It is further understood that the processor-based device 1800 may be used in conjunction with one or more other processor-based devices, for example, as part of a computer network or computing cluster. Processor-based device 1800 includes a master central processing unit (CPU) 1862, interfaces 1868, and a bus 1815 (e.g., a PCI bus). CPU 1862 preferably accomplishes all these functions under the control of software including an operating system and any appropriate applications software. CPU 1862 can include one or more processors 1863 such as a processor from the Motorola family of microprocessors or the MIPS family of microprocessors. In an alternative embodiment, processor 1863 is specially designed hardware for controlling the operations of processor-based device 1800. In a specific embodiment, a memory 1861 (such as non-volatile RAM and/or ROM) also forms part of CPU 1862. However, there are many different ways in which memory could be coupled to the system.


Interfaces 1868 can be provided as interface cards (sometimes referred to as “line cards”). Generally, they control the sending and receiving of data packets over the network and sometimes support other peripherals used with the router. Among the interfaces that may be provided are Ethernet interfaces, frame relay interfaces, cable interfaces, DSL interfaces, token ring interfaces, and the like. In addition, various very high-speed interfaces may be provided such as fast token ring interfaces, wireless interfaces, Ethernet interfaces, Gigabit Ethernet interfaces, ATM interfaces, HSSI interfaces, POS interfaces, FDDI interfaces and the like. Generally, these interfaces may include ports appropriate for communication with the appropriate media. In some cases, they may also include an independent processor and, in some instances, volatile RAM. The independent processors may control such communications intensive tasks as packet switching, media control and management.
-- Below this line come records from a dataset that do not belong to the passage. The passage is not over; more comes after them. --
//! Typed per-hub event enums.
//!
//! DESIGN
//! ======
//! Each hub has a discriminated union of its server-to-client events with a
//! `parse(target, data)` constructor. `parse` returns `None` for a target
//! the hub does not know (callers ignore foreign events) and
//! `Some(Err(CodecError::Payload))` for a known target whose payload does
//! not match, so bad payloads are distinguishable from unknown events.

#[cfg(test)]
#[path = "events_test.rs"]
mod events_test;

use serde_json::Value;

use crate::CodecError;
use crate::types::{ChatMessage, ChatUser, Comment, Idea, Notification, UserActivity, VoteUpdate};

/// Server event names as they appear on the wire, grouped by hub.
pub mod targets {
    // activity
    pub const ON_USER_TYPING: &str = "OnUserTyping";
    pub const ON_USER_STOPPED_TYPING: &str = "OnUserStoppedTyping";
    pub const ON_USER_VIEWING: &str = "OnUserViewing";
    pub const ON_USER_IDLE: &str = "OnUserIdle";
    pub const ON_ACTIVE_USERS_UPDATED: &str = "OnActiveUsersUpdated";
    // chat
    pub const RECEIVE_MESSAGE: &str = "ReceiveMessage";
    pub const USER_JOINED: &str = "UserJoined";
    pub const USER_LEFT: &str = "UserLeft";
    pub const USER_TYPING: &str = "UserTyping";
    // comments
    pub const ON_COMMENT_ADDED: &str = "OnCommentAdded";
    pub const ON_COMMENT_UPDATED: &str = "OnCommentUpdated";
    pub const ON_COMMENT_DELETED: &str = "OnCommentDeleted";
    // ideas
    pub const ON_IDEA_CREATED: &str = "OnIdeaCreated";
    pub const ON_IDEA_UPDATED: &str = "OnIdeaUpdated";
    pub const ON_IDEA_DELETED: &str = "OnIdeaDeleted";
    pub const ON_VOTE_UPDATED: &str = "OnVoteUpdated";
    pub const ON_COMMENT_COUNT_UPDATED: &str = "OnCommentCountUpdated";
    pub const ON_IDEA_STATUS_UPDATED: &str = "OnIdeaStatusUpdated";
    // notifications
    pub const RECEIVE_NOTIFICATION: &str = "ReceiveNotification";
    pub const ON_IDEA_VOTED: &str = "OnIdeaVoted";
    pub const ON_IDEA_COMMENTED: &str = "OnIdeaCommented";
    // votes
    pub const ON_VOTE_REMOVED: &str = "OnVoteRemoved";
}

/// Events broadcast on the activity hub.
#[derive(Clone, Debug, PartialEq)]
pub enum ActivityEvent {
    UserTyping {
        user_id: String,
        user_name: String,
        entity_id: String,
    },
    UserStoppedTyping {
        user_id: String,
        entity_id: String,
    },
    UserViewing {
        user_id: String,
        user_name: String,
        entity_id: String,
    },
    UserIdle {
        user_id: String,
    },
    ActiveUsersUpdated(Vec<UserActivity>),
}

impl ActivityEvent {
    /// Parse an activity-hub event from its wire target and payload.
    #[must_use]
    pub fn parse(target: &str, data: &Value) -> Option<Result<Self, CodecError>> {
        let parsed = match target {
            targets::ON_USER_TYPING => {
                require(target, || {
                    Some(Self::UserTyping {
                        user_id: pick_str(data, "userId")?,
                        user_name: pick_str(data, "userName")?,
                        entity_id: pick_str(data, "entityId")?,
                    })
                })
            }
            targets::ON_USER_STOPPED_TYPING => {
                require(target, || {
                    Some(Self::UserStoppedTyping {
                        user_id: pick_str(data, "userId")?,
                        entity_id: pick_str(data, "entityId")?,
                    })
                })
            }
            targets::ON_USER_VIEWING => {
                require(target, || {
                    Some(Self::UserViewing {
                        user_id: pick_str(data, "userId")?,
                        user_name: pick_str(data, "userName")?,
                        entity_id: pick_str(data, "entityId")?,
                    })
                })
            }
            targets::ON_USER_IDLE => {
                require(target, || {
                    Some(Self::UserIdle { user_id: pick_str(data, "userId")? })
                })
            }
            targets::ON_ACTIVE_USERS_UPDATED => {
                from_value::<Vec<UserActivity>>(target, data).map(Self::ActiveUsersUpdated)
            }
            _ => return None,
        };
        Some(parsed)
    }
}

/// Events broadcast on the chat hub.
#[derive(Clone, Debug, PartialEq)]
pub enum ChatEvent {
    MessageReceived(ChatMessage),
    UserJoined(ChatUser),
    UserLeft { user_id: String },
    UserTyping { user_id: String, user_name: String },
}

impl ChatEvent {
    /// Parse a chat-hub event from its wire target and payload.
    #[must_use]
    pub fn parse(target: &str, data: &Value) -> Option<Result<Self, CodecError>> {
        let parsed = match target {
            targets::RECEIVE_MESSAGE => from_value::<ChatMessage>(target, data).map(Self::MessageReceived),
            targets::USER_JOINED => from_value::<ChatUser>(target, data).map(Self::UserJoined),
            targets::USER_LEFT => {
                require(target, || Some(Self::UserLeft { user_id: pick_str(data, "userId")? }))
            }
            targets::USER_TYPING => {
                require(target, || {
                    Some(Self::UserTyping {
                        user_id: pick_str(data, "userId")?,
                        user_name: pick_str(data, "userName")?,
                    })
                })
            }
            _ => return None,
        };
        Some(parsed)
    }
}

/// Events broadcast on the comments hub.
#[derive(Clone, Debug, PartialEq)]
pub enum CommentsEvent {
    CommentAdded(Comment),
    CommentUpdated(Comment),
    CommentDeleted { comment_id: String },
}

impl CommentsEvent {
    /// Parse a comments-hub event from its wire target and payload.
    #[must_use]
    pub fn parse(target: &str, data: &Value) -> Option<Result<Self, CodecError>> {
        let parsed = match target {
            targets::ON_COMMENT_ADDED => from_value::<Comment>(target, data).map(Self::CommentAdded),
            targets::ON_COMMENT_UPDATED => from_value::<Comment>(target, data).map(Self::CommentUpdated),
            targets::ON_COMMENT_DELETED => {
                require(target, || {
                    Some(Self::CommentDeleted { comment_id: pick_str(data, "commentId")? })
                })
            }
            _ => return None,
        };
        Some(parsed)
    }
}

/// Events broadcast on the ideas hub.
#[derive(Clone, Debug, PartialEq)]
pub enum IdeasEvent {
    IdeaCreated(Idea),
    IdeaUpdated(Idea),
    IdeaDeleted { idea_id: String },
    VoteUpdated(VoteUpdate),
    CommentCountUpdated { idea_id: String, count: i64 },
    IdeaStatusUpdated { idea_id: String, status: String },
}

impl IdeasEvent {
    /// Parse an ideas-hub event from its wire target and payload.
    #[must_use]
    pub fn parse(target: &str, data: &Value) -> Option<Result<Self, CodecError>> {
        let parsed = match target {
            targets::ON_IDEA_CREATED => from_value::<Idea>(target, data).map(Self::IdeaCreated),
            targets::ON_IDEA_UPDATED => from_value::<Idea>(target, data).map(Self::IdeaUpdated),
            targets::ON_IDEA_DELETED => {
                require(target, || Some(Self::IdeaDeleted { idea_id: pick_str(data, "ideaId")? }))
            }
            targets::ON_VOTE_UPDATED => from_value::<VoteUpdate>(target, data).map(Self::VoteUpdated),
            targets::ON_COMMENT_COUNT_UPDATED => {
                require(target, || {
                    Some(Self::CommentCountUpdated {
                        idea_id: pick_str(data, "ideaId")?,
                        count: pick_i64(data, "count")?,
                    })
                })
            }
            targets::ON_IDEA_STATUS_UPDATED => {
                require(target, || {
                    Some(Self::IdeaStatusUpdated {
                        idea_id: pick_str(data, "ideaId")?,
                        status: pick_str(data, "status")?,
                    })
                })
            }
            _ => return None,
        };
        Some(parsed)
    }
}

/// Events broadcast on the notifications hub.
#[derive(Clone, Debug, PartialEq)]
pub enum NotificationsEvent {
    NotificationReceived(Notification),
    IdeaVoted(VoteUpdate),
    IdeaCommented(Comment),
    IdeaUpdated(Idea),
}

impl NotificationsEvent {
    /// Parse a notifications-hub event from its wire target and payload.
    #[must_use]
    pub fn parse(target: &str, data: &Value) -> Option<Result<Self, CodecError>> {
        let parsed = match target {
            targets::RECEIVE_NOTIFICATION => {
                from_value::<Notification>(target, data).map(Self::NotificationReceived)
            }
            targets::ON_IDEA_VOTED => from_value::<VoteUpdate>(target, data).map(Self::IdeaVoted),
            targets::ON_IDEA_COMMENTED => from_value::<Comment>(target, data).map(Self::IdeaCommented),
            targets::ON_IDEA_UPDATED => from_value::<Idea>(target, data).map(Self::IdeaUpdated),
            _ => return None,
        };
        Some(parsed)
    }
}

/// Events broadcast on the votes hub.
#[derive(Clone, Debug, PartialEq)]
pub enum VotesEvent {
    VoteUpdated(VoteUpdate),
    VoteRemoved { idea_id: String },
}

impl VotesEvent {
    /// Parse a votes-hub event from its wire target and payload.
    #[must_use]
    pub fn parse(target: &str, data: &Value) -> Option<Result<Self, CodecError>> {
        let parsed = match target {
            targets::ON_VOTE_UPDATED => from_value::<VoteUpdate>(target, data).map(Self::VoteUpdated),
            targets::ON_VOTE_REMOVED => {
                require(target, || Some(Self::VoteRemoved { idea_id: pick_str(data, "ideaId")? }))
            }
            _ => return None,
        };
        Some(parsed)
    }
}

fn from_value<T: serde::de::DeserializeOwned>(target: &str, data: &Value) -> Result<T, CodecError> {
    serde_json::from_value(data.clone()).map_err(|_| CodecError::Payload { target: target.to_owned() })
}

fn require<T>(target: &str, build: impl FnOnce() -> Option<T>) -> Result<T, CodecError> {
    build().ok_or_else(|| CodecError::Payload { target: target.to_owned() })
}

fn pick_str(payload: &Value, key: &str) -> Option<String> {
    payload.get(key).and_then(Value::as_str).map(ToOwned::to_owned)
}

#[allow(clippy::cast_possible_truncation)]
fn pick_i64(payload: &Value, key: &str) -> Option<i64> {
    let n = payload.get(key)?;
    n.as_i64().or_else(|| n.as_f64().map(|f| f as i64))
}
use std::sync::Arc;
use std::sync::atomic::{AtomicUsize, Ordering};
use std::time::Duration;

use wire::types::ChatUser;

use super::{LocalTypingGate, PresenceEngine};

const SHORT: Duration = Duration::from_millis(40);

async fn settle() {
    tokio::time::sleep(SHORT * 3).await;
}

#[tokio::test]
async fn typing_entry_expires_without_renewal() {
    let engine = PresenceEngine::with_typing_expiry(SHORT);
    engine.note_typing("idea-1", "u1", "Ada");
    assert!(engine.is_typing("idea-1", "u1"));

    settle().await;
    assert!(!engine.is_typing("idea-1", "u1"));
    assert!(engine.typing_users("idea-1").is_empty());
}

#[tokio::test]
async fn renewal_resets_the_expiry_window() {
    let engine = PresenceEngine::with_typing_expiry(Duration::from_millis(100));
    engine.note_typing("idea-1", "u1", "Ada");

    // Keep renewing past the original deadline.
    for _ in 0..4 {
        tokio::time::sleep(Duration::from_millis(60)).await;
        engine.note_typing("idea-1", "u1", "Ada");
        assert!(engine.is_typing("idea-1", "u1"));
    }

    tokio::time::sleep(Duration::from_millis(200)).await;
    assert!(!engine.is_typing("idea-1", "u1"));
}

#[tokio::test]
async fn expiry_is_scoped_to_one_user_and_entity() {
    let engine = PresenceEngine::with_typing_expiry(Duration::from_millis(100));
    engine.note_typing("idea-1", "u1", "Ada");
    tokio::time::sleep(Duration::from_millis(70)).await;
    engine.note_typing("idea-1", "u2", "Grace");
    engine.note_typing("idea-2", "u1", "Ada");

    tokio::time::sleep(Duration::from_millis(60)).await;
    assert!(!engine.is_typing("idea-1", "u1"));
    assert!(engine.is_typing("idea-1", "u2"));
    assert!(engine.is_typing("idea-2", "u1"));
}

#[tokio::test]
async fn renewals_at_the_expiry_boundary_never_drop_the_entry() {
    let engine = PresenceEngine::with_typing_expiry(Duration::from_millis(20));
    engine.note_typing("idea-1", "u1", "Ada");

    // Renew just as the previous window runs out, repeatedly, so a
    // stale timer keeps racing its replacement.
    for _ in 0..6 {
        tokio::time::sleep(Duration::from_millis(18)).await;
        engine.note_typing("idea-1", "u1", "Ada");
        assert!(engine.is_typing("idea-1", "u1"));
    }

    tokio::time::sleep(Duration::from_millis(60)).await;
    assert!(!engine.is_typing("idea-1", "u1"));
}

#[tokio::test]
async fn stopped_typing_removes_immediately_and_cancels_the_timer() {
    let engine = PresenceEngine::with_typing_expiry(Duration::from_secs(30));
    engine.note_typing("idea-1", "u1", "Ada");
    engine.note_stopped_typing("idea-1", "u1");
    assert!(!engine.is_typing("idea-1", "u1"));

    // Stopping an unknown user changes nothing.
    engine.note_stopped_typing("idea-1", "u9");
}

#[tokio::test]
async fn typing_users_reports_sorted_display_names() {
    let engine = PresenceEngine::with_typing_expiry(Duration::from_secs(30));
    engine.note_typing("idea-1", "u2", "Grace");
    engine.note_typing("idea-1", "u1", "Ada");
    assert_eq!(engine.typing_users("idea-1"), vec!["Ada".to_owned(), "Grace".to_owned()]);
}

#[tokio::test]
async fn idle_clears_every_viewing_entry_for_the_user() {
    let engine = PresenceEngine::new();
    engine.note_viewing("u1", "idea-1");
    engine.note_viewing("u1", "idea-2");
    engine.note_viewing("u2", "idea-1");
    assert_eq!(engine.viewers("idea-1"), vec!["u1".to_owned(), "u2".to_owned()]);

    engine.note_idle("u1");
    assert!(engine.viewing("u1").is_empty());
    assert_eq!(engine.viewers("idea-1"), vec!["u2".to_owned()]);
    assert!(engine.viewers("idea-2").is_empty());
}

#[tokio::test]
async fn viewing_accumulates_across_entities() {
    let engine = PresenceEngine::new();
    engine.note_viewing("u1", "idea-1");
    engine.note_viewing("u1", "idea-2");
    // No implicit removal: only an idle signal shrinks the sets.
    assert_eq!(engine.viewing("u1"), vec!["idea-1".to_owned(), "idea-2".to_owned()]);
    assert_eq!(engine.viewers("idea-1"), vec!["u1".to_owned()]);
    assert_eq!(engine.viewers("idea-2"), vec!["u1".to_owned()]);
}

#[tokio::test]
async fn change_observer_fires_on_mutations() {
    let engine = PresenceEngine::with_typing_expiry(SHORT);
    let changes = Arc::new(AtomicUsize::new(0));
    {
        let changes = Arc::clone(&changes);
        engine.on_change(move || {
            changes.fetch_add(1, Ordering::SeqCst);
        });
    }

    engine.note_typing("idea-1", "u1", "Ada");
    engine.note_viewing("u1", "idea-1");
    engine.set_active_users(vec![ChatUser {
        user_id: "u1".into(),
        user_name: "Ada".into(),
    }]);
    assert_eq!(changes.load(Ordering::SeqCst), 3);

    // Expiry counts as a change too.
    settle().await;
    assert_eq!(changes.load(Ordering::SeqCst), 4);
}

#[tokio::test]
async fn shutdown_freezes_state_and_aborts_timers() {
    let engine = PresenceEngine::with_typing_expiry(SHORT);
    engine.note_typing("idea-1", "u1", "Ada");
    engine.shutdown();

    engine.note_typing("idea-1", "u2", "Grace");
    engine.note_viewing("u2", "idea-1");
    assert!(!engine.is_typing("idea-1", "u2"));
    assert!(engine.viewing("u2").is_empty());

    // The pre-shutdown entry stays put: its timer was aborted.
    settle().await;
    assert!(engine.is_typing("idea-1", "u1"));
}

#[test]
fn local_gate_allows_one_send_per_interval() {
    let gate = LocalTypingGate::with_interval(Duration::from_secs(30));
    assert!(gate.should_send());
    assert!(!gate.should_send());
    assert!(!gate.should_send());
}

#[test]
fn local_gate_reset_reopens_immediately() {
    let gate = LocalTypingGate::with_interval(Duration::from_secs(30));
    assert!(gate.should_send());
    gate.reset();
    assert!(gate.should_send());
}

#[tokio::test]
async fn local_gate_reopens_after_the_interval() {
    let gate = LocalTypingGate::with_interval(Duration::from_millis(20));
    assert!(gate.should_send());
    assert!(!gate.should_send());
    tokio::time::sleep(Duration::from_millis(40)).await;
    assert!(gate.should_send());
}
By providing separate processors for the communications intensive tasks, these interfaces allow the master microprocessor 1862 to efficiently perform routing computations, network diagnostics, security functions, etc.


Although the system shown in FIG. 18 is one specific network device of the present invention, it is by no means the only device architecture on which the present invention can be implemented. For example, an architecture having a single processor that handles communications as well as routing computations, etc. is often used. Further, other types of interfaces and media could also be used with the router.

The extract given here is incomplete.